YOUR TASK: For this exercise, output the line containing "let event = MailboxEvent::RxData" and every line after it through the end of the records, exactly, and no other line.

DATA SUPPLIED:
◇ ◇ ◇

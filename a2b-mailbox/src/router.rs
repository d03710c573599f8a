//! Message-router boundary of the master node
//!
//! On the master node mailbox traffic does not go through direct I/O. A transport submits
//! mailbox write requests to the router job queue and learns about their outcome, as well as
//! about incoming mailbox data, through router notifications it subscribed to.
//!
//! `QueueRouter` is a reference implementation built on `embassy_sync` channels. The bus driver
//! pulls requests with `next_job`, performs the mailbox access and reports the result with
//! `publish`. A dispatcher pulls notifications with `next_notification` and hands them to the
//! subscribed transport.

use core::cell::RefCell;
use embassy_sync::blocking_mutex::Mutex;
use embassy_sync::blocking_mutex::raw::RawMutex;
use embassy_sync::channel::Channel;

use a2b_core::{MailboxId, NodeAddr};

use crate::payload::Payload;

/// Mailbox write request submitted to the router job queue
#[derive(Debug, Clone, Copy, PartialEq, Eq)]
#[cfg_attr(feature = "defmt", derive(defmt::Format))]
pub struct MailboxRequest {
    /// Mailbox of the destination node to fill
    pub mailbox: MailboxId,
    pub destination: NodeAddr,
    pub payload: Payload,
}

/// Asynchronous mailbox event reported by the bus driver
#[derive(Debug, Clone, Copy, PartialEq, Eq)]
#[cfg_attr(feature = "defmt", derive(defmt::Format))]
pub enum MailboxEvent {
    /// A node filled a mailbox the master reads
    RxData {
        node: NodeAddr,
        mailbox: MailboxId,
        payload: Payload,
    },
    /// The destination node consumed a mailbox written on request
    TxDone { node: NodeAddr, mailbox: MailboxId },
    /// The destination node did not consume a written mailbox in time
    TxTimeout { node: NodeAddr, mailbox: MailboxId },
    /// The mailbox write request failed on the bus
    TxIoError { node: NodeAddr, mailbox: MailboxId },
}

impl MailboxEvent {
    pub fn node(&self) -> NodeAddr {
        match *self {
            MailboxEvent::RxData { node, .. } => node,
            MailboxEvent::TxDone { node, .. } => node,
            MailboxEvent::TxTimeout { node, .. } => node,
            MailboxEvent::TxIoError { node, .. } => node,
        }
    }

    pub fn mailbox(&self) -> MailboxId {
        match *self {
            MailboxEvent::RxData { mailbox, .. } => mailbox,
            MailboxEvent::TxDone { mailbox, .. } => mailbox,
            MailboxEvent::TxTimeout { mailbox, .. } => mailbox,
            MailboxEvent::TxIoError { mailbox, .. } => mailbox,
        }
    }
}

/// Router notification
#[derive(Debug, Clone, Copy, PartialEq, Eq)]
#[cfg_attr(feature = "defmt", derive(defmt::Format))]
pub enum Notification {
    Mailbox(MailboxEvent),
    /// Transceiver interrupt unrelated to mailboxes, e.g., a line fault
    Interrupt { node: NodeAddr, source: u8 },
}

impl Notification {
    pub fn kind(&self) -> NotificationKind {
        match self {
            Notification::Mailbox(_) => NotificationKind::Mailbox,
            Notification::Interrupt { .. } => NotificationKind::Interrupt,
        }
    }
}

/// Subscription filter
#[derive(Debug, Clone, Copy, PartialEq, Eq)]
#[cfg_attr(feature = "defmt", derive(defmt::Format))]
pub enum NotificationKind {
    Mailbox,
    Interrupt,
}

/// Handle of a registered subscription
#[derive(Debug, Clone, Copy, PartialEq, Eq)]
#[cfg_attr(feature = "defmt", derive(defmt::Format))]
pub struct SubscriptionId(u16);

#[derive(Debug, Clone, Copy, PartialEq, Eq)]
#[cfg_attr(feature = "defmt", derive(defmt::Format))]
pub enum RouterError {
    QueueFull,
    NoSubscriptionSlotLeft,
    NoSubscriber,
}

/// Message router as seen by a transport
///
/// All methods must be non-blocking: they are called from transport callbacks.
pub trait Router {
    fn subscribe(&self, kind: NotificationKind) -> Result<SubscriptionId, RouterError>;

    /// Removes a subscription. Unknown identifiers are ignored.
    fn unsubscribe(&self, id: SubscriptionId);

    /// Enqueues a mailbox write request. Fails with `QueueFull` instead of waiting.
    fn try_submit(&self, request: MailboxRequest) -> Result<(), RouterError>;
}

impl<R: Router + ?Sized> Router for &R {
    fn subscribe(&self, kind: NotificationKind) -> Result<SubscriptionId, RouterError> {
        (**self).subscribe(kind)
    }

    fn unsubscribe(&self, id: SubscriptionId) {
        (**self).unsubscribe(id)
    }

    fn try_submit(&self, request: MailboxRequest) -> Result<(), RouterError> {
        (**self).try_submit(request)
    }
}

struct Subscriptions<const S: usize> {
    next_id: u16,
    entries: heapless::Vec<(SubscriptionId, NotificationKind), S>,
}

impl<const S: usize> Subscriptions<S> {
    const fn new() -> Self {
        Self {
            next_id: 0,
            entries: heapless::Vec::new(),
        }
    }

    fn insert(&mut self, kind: NotificationKind) -> Result<SubscriptionId, RouterError> {
        let id = SubscriptionId(self.next_id);
        self.entries
            .push((id, kind))
            .map_err(|_| RouterError::NoSubscriptionSlotLeft)?;
        self.next_id = self.next_id.wrapping_add(1);
        Ok(id)
    }

    fn remove(&mut self, id: SubscriptionId) {
        self.entries.retain(|(entry_id, _)| *entry_id != id);
    }

    fn contains(&self, kind: NotificationKind) -> bool {
        self.entries.iter().any(|(_, entry)| *entry == kind)
    }
}

/// Channel-based router
///
/// * `N` is the depth of both the job queue and the notification queue
/// * `S` is the maximum number of simultaneous subscriptions
pub struct QueueRouter<M: RawMutex, const N: usize, const S: usize> {
    jobs: Channel<M, MailboxRequest, N>,
    notifications: Channel<M, Notification, N>,
    subscriptions: Mutex<M, RefCell<Subscriptions<S>>>,
}

impl<M: RawMutex, const N: usize, const S: usize> QueueRouter<M, N, S> {
    pub const fn new() -> Self {
        Self {
            jobs: Channel::new(),
            notifications: Channel::new(),
            subscriptions: Mutex::new(RefCell::new(Subscriptions::new())),
        }
    }

    pub fn is_subscribed(&self, kind: NotificationKind) -> bool {
        self.subscriptions
            .lock(|table| table.borrow().contains(kind))
    }

    /// Queues a notification for the dispatcher.
    ///
    /// Notifications nobody subscribed to are dropped with `NoSubscriber`.
    pub fn publish(&self, notification: Notification) -> Result<(), RouterError> {
        if !self.is_subscribed(notification.kind()) {
            trace!("Drop unsubscribed notification {:?}", notification);
            return Err(RouterError::NoSubscriber);
        }
        self.notifications
            .try_send(notification)
            .map_err(|_| RouterError::QueueFull)
    }

    pub fn try_next_job(&self) -> Option<MailboxRequest> {
        self.jobs.try_receive().ok()
    }

    /// Asynchronously fetches the next mailbox write request. Safe to drop.
    pub async fn next_job(&self) -> MailboxRequest {
        self.jobs.receive().await
    }

    pub fn try_next_notification(&self) -> Option<Notification> {
        self.notifications.try_receive().ok()
    }

    /// Asynchronously fetches the next notification. Safe to drop.
    pub async fn next_notification(&self) -> Notification {
        self.notifications.receive().await
    }
}

impl<M: RawMutex, const N: usize, const S: usize> Default for QueueRouter<M, N, S> {
    fn default() -> Self {
        Self::new()
    }
}

impl<M: RawMutex, const N: usize, const S: usize> Router for QueueRouter<M, N, S> {
    fn subscribe(&self, kind: NotificationKind) -> Result<SubscriptionId, RouterError> {
        self.subscriptions
            .lock(|table| table.borrow_mut().insert(kind))
    }

    fn unsubscribe(&self, id: SubscriptionId) {
        self.subscriptions
            .lock(|table| table.borrow_mut().remove(id));
    }

    fn try_submit(&self, request: MailboxRequest) -> Result<(), RouterError> {
        self.jobs
            .try_send(request)
            .map_err(|_| RouterError::QueueFull)
    }
}

#[cfg(test)]
mod tests {
    use super::*;
    use embassy_sync::blocking_mutex::raw::CriticalSectionRawMutex;

    type TestRouter = QueueRouter<CriticalSectionRawMutex, 2, 2>;

    const NODE: NodeAddr = NodeAddr::slave(0).unwrap();

    fn request(byte: u8) -> MailboxRequest {
        MailboxRequest {
            mailbox: MailboxId::Mailbox1,
            destination: NODE,
            payload: Payload::new([byte, 0, 0, 0]),
        }
    }

    fn tx_done() -> Notification {
        Notification::Mailbox(MailboxEvent::TxDone {
            node: NODE,
            mailbox: MailboxId::Mailbox1,
        })
    }

    #[test]
    fn test_job_queue_is_bounded() {
        let router = TestRouter::new();
        router.try_submit(request(1)).unwrap();
        router.try_submit(request(2)).unwrap();
        assert_eq!(router.try_submit(request(3)), Err(RouterError::QueueFull));

        assert_eq!(router.try_next_job(), Some(request(1)));
        assert_eq!(router.try_next_job(), Some(request(2)));
        assert_eq!(router.try_next_job(), None);
    }

    #[test]
    fn test_async_job() {
        let router = TestRouter::new();
        router.try_submit(request(7)).unwrap();
        let job = futures_executor::block_on(router.next_job());
        assert_eq!(job, request(7));
    }

    #[test]
    fn test_unsubscribed_notification_is_dropped() {
        let router = TestRouter::new();
        assert_eq!(router.publish(tx_done()), Err(RouterError::NoSubscriber));

        let id = router.subscribe(NotificationKind::Mailbox).unwrap();
        router.publish(tx_done()).unwrap();
        let interrupt = Notification::Interrupt {
            node: NODE,
            source: 3,
        };
        assert_eq!(router.publish(interrupt), Err(RouterError::NoSubscriber));
        assert_eq!(router.try_next_notification(), Some(tx_done()));

        router.unsubscribe(id);
        assert!(!router.is_subscribed(NotificationKind::Mailbox));
        assert_eq!(router.publish(tx_done()), Err(RouterError::NoSubscriber));
    }

    #[test]
    fn test_subscription_slots() {
        let router = TestRouter::new();
        let first = router.subscribe(NotificationKind::Mailbox).unwrap();
        let second = router.subscribe(NotificationKind::Mailbox).unwrap();
        assert_ne!(first, second);
        assert_eq!(
            router.subscribe(NotificationKind::Interrupt),
            Err(RouterError::NoSubscriptionSlotLeft)
        );

        router.unsubscribe(first);
        assert!(router.is_subscribed(NotificationKind::Mailbox));
        router.subscribe(NotificationKind::Interrupt).unwrap();
    }

    #[test]
    fn test_event_accessors() {
        let event = MailboxEvent::RxData {
            node: NODE,
            mailbox: MailboxId::Mailbox0,
            payload: Payload::default(),
        };
        assert_eq!(event.node(), NODE);
        assert_eq!(event.mailbox(), MailboxId::Mailbox0);
        assert_eq!(tx_done().kind(), NotificationKind::Mailbox);
    }
}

◇ ◇ ◇

TASK RESPONSE:
        let event = MailboxEvent::RxData {
            node: NODE,
            mailbox: MailboxId::Mailbox0,
            payload: Payload::default(),
        };
        assert_eq!(event.node(), NODE);
        assert_eq!(event.mailbox(), MailboxId::Mailbox0);
        assert_eq!(tx_done().kind(), NotificationKind::Mailbox);
    }
}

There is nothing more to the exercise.